* _EXERCISE REQUIREMENTS_
Nothing past the line containing "let parsed_url = Url::parse(url).map_err(|e|" belongs in the output. Copy exactly every line of the data below from the first up to and including it.

* _RECORDS_
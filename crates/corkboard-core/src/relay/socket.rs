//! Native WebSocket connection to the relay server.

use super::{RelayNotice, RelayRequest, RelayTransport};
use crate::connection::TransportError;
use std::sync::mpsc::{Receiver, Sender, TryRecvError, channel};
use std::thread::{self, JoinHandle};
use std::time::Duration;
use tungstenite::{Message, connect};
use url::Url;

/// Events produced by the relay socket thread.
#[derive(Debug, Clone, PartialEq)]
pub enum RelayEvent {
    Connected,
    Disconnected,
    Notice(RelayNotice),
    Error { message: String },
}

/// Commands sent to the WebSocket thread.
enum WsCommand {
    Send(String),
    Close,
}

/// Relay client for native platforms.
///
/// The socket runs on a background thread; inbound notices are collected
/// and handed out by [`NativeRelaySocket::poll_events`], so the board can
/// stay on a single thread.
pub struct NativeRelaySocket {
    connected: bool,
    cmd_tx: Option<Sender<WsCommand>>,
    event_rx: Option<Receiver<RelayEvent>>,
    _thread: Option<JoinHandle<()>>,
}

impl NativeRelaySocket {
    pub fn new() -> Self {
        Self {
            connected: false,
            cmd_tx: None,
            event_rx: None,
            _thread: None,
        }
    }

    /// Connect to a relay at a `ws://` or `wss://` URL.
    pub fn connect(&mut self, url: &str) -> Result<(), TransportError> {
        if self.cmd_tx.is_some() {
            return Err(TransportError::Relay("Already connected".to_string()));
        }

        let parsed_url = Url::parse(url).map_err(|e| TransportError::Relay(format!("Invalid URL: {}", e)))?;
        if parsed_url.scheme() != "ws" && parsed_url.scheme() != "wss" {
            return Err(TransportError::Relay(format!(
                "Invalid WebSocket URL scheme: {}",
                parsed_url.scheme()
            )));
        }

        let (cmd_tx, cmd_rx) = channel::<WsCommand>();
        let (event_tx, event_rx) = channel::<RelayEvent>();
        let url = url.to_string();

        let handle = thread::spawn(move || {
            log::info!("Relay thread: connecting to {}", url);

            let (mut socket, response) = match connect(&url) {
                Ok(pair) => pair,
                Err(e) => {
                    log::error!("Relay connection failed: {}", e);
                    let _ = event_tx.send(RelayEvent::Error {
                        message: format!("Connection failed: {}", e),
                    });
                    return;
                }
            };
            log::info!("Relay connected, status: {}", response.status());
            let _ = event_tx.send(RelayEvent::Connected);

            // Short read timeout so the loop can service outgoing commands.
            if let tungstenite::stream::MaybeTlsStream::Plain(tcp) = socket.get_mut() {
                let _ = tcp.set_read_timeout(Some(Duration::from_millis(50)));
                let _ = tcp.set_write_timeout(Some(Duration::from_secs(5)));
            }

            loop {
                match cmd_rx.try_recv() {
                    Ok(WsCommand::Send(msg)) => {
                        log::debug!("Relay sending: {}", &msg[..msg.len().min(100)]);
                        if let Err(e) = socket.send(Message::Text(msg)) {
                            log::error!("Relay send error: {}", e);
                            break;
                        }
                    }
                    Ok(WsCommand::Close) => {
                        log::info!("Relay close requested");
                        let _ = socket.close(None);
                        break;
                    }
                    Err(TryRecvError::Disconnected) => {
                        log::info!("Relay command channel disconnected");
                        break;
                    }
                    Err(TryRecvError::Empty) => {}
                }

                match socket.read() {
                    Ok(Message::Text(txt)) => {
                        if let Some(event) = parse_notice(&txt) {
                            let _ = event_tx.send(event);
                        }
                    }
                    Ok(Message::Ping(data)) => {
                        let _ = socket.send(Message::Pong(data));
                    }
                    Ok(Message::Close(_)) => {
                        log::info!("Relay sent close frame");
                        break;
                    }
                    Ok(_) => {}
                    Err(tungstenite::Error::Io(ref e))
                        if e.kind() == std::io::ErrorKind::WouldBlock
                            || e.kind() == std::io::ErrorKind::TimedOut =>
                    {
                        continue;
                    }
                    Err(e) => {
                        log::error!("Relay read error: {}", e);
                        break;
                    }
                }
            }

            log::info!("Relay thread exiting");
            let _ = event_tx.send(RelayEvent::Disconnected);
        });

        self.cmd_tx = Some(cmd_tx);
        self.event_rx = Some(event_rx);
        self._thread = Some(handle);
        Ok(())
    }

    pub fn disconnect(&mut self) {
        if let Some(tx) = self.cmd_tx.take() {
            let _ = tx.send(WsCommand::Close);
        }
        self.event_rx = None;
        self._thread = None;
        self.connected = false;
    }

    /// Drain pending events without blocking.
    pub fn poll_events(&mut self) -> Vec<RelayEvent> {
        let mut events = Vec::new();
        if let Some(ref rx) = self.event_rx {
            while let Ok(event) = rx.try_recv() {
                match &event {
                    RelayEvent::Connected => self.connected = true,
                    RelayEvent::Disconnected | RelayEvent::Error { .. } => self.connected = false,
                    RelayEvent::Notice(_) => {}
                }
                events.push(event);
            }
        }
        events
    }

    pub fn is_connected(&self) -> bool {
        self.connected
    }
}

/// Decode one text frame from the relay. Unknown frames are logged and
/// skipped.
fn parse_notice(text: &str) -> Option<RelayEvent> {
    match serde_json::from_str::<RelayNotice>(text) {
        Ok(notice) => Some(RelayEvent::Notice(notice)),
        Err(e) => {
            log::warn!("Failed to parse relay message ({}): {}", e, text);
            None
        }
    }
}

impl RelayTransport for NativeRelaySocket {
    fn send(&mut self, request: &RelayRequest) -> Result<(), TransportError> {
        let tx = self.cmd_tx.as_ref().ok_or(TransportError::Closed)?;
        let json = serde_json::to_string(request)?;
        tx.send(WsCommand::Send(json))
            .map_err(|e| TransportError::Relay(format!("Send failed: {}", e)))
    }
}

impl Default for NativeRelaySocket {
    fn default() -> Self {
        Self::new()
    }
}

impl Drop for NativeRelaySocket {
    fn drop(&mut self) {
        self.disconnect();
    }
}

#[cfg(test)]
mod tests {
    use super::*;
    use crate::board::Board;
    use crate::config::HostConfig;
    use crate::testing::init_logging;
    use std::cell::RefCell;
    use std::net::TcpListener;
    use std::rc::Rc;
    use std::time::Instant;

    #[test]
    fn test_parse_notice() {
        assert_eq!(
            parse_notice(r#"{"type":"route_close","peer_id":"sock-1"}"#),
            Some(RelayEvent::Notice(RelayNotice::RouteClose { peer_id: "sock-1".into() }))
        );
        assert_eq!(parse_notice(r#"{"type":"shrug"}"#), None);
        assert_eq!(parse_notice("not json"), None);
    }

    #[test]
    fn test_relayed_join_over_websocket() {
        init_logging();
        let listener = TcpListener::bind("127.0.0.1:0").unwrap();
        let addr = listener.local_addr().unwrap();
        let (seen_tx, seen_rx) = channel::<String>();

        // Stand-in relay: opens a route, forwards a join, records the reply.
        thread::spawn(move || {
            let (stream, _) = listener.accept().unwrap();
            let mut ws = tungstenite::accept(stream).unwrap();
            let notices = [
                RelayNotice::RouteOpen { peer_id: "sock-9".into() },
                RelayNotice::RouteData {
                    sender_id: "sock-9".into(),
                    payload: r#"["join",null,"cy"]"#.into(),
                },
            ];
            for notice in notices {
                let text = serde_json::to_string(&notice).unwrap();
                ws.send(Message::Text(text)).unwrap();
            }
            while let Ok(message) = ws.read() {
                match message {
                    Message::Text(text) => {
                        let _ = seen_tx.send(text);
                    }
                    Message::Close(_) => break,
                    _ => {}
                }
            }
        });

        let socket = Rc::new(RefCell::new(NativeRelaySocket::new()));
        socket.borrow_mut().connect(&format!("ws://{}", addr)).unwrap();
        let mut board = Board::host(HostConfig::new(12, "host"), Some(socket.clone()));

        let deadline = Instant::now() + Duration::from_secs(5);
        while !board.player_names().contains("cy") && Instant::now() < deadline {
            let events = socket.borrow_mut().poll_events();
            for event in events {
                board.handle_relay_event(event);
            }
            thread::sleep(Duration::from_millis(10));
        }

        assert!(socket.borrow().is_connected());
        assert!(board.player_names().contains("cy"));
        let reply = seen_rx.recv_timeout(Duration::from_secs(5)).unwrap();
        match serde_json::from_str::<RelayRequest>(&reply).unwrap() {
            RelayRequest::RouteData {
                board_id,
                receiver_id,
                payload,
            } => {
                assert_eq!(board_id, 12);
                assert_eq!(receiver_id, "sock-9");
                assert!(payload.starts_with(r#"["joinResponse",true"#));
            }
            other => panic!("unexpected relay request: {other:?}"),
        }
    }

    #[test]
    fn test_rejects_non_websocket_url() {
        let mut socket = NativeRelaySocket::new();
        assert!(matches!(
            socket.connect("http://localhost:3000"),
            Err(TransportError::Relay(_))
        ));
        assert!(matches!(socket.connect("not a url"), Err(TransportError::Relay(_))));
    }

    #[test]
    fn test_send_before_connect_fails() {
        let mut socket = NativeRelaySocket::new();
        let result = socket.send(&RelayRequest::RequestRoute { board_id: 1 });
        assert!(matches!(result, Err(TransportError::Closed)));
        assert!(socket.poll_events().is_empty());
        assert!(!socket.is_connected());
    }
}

* _RESPONSE BOX_
filename crates/corkboard-core/src/relay/socket.rs
//! Native WebSocket connection to the relay server.

use super::{RelayNotice, RelayRequest, RelayTransport};
use crate::connection::TransportError;
use std::sync::mpsc::{Receiver, Sender, TryRecvError, channel};
use std::thread::{self, JoinHandle};
use std::time::Duration;
use tungstenite::{Message, connect};
use url::Url;

/// Events produced by the relay socket thread.
#[derive(Debug, Clone, PartialEq)]
pub enum RelayEvent {
    Connected,
    Disconnected,
    Notice(RelayNotice),
    Error { message: String },
}

/// Commands sent to the WebSocket thread.
enum WsCommand {
    Send(String),
    Close,
}

/// Relay client for native platforms.
///
/// The socket runs on a background thread; inbound notices are collected
/// and handed out by [`NativeRelaySocket::poll_events`], so the board can
/// stay on a single thread.
pub struct NativeRelaySocket {
    connected: bool,
    cmd_tx: Option<Sender<WsCommand>>,
    event_rx: Option<Receiver<RelayEvent>>,
    _thread: Option<JoinHandle<()>>,
}

impl NativeRelaySocket {
    pub fn new() -> Self {
        Self {
            connected: false,
            cmd_tx: None,
            event_rx: None,
            _thread: None,
        }
    }

    /// Connect to a relay at a `ws://` or `wss://` URL.
    pub fn connect(&mut self, url: &str) -> Result<(), TransportError> {
        if self.cmd_tx.is_some() {
            return Err(TransportError::Relay("Already connected".to_string()));
        }

        let parsed_url = Url::parse(url).map_err(|e| TransportError::Relay(format!("Invalid URL: {}", e)))?;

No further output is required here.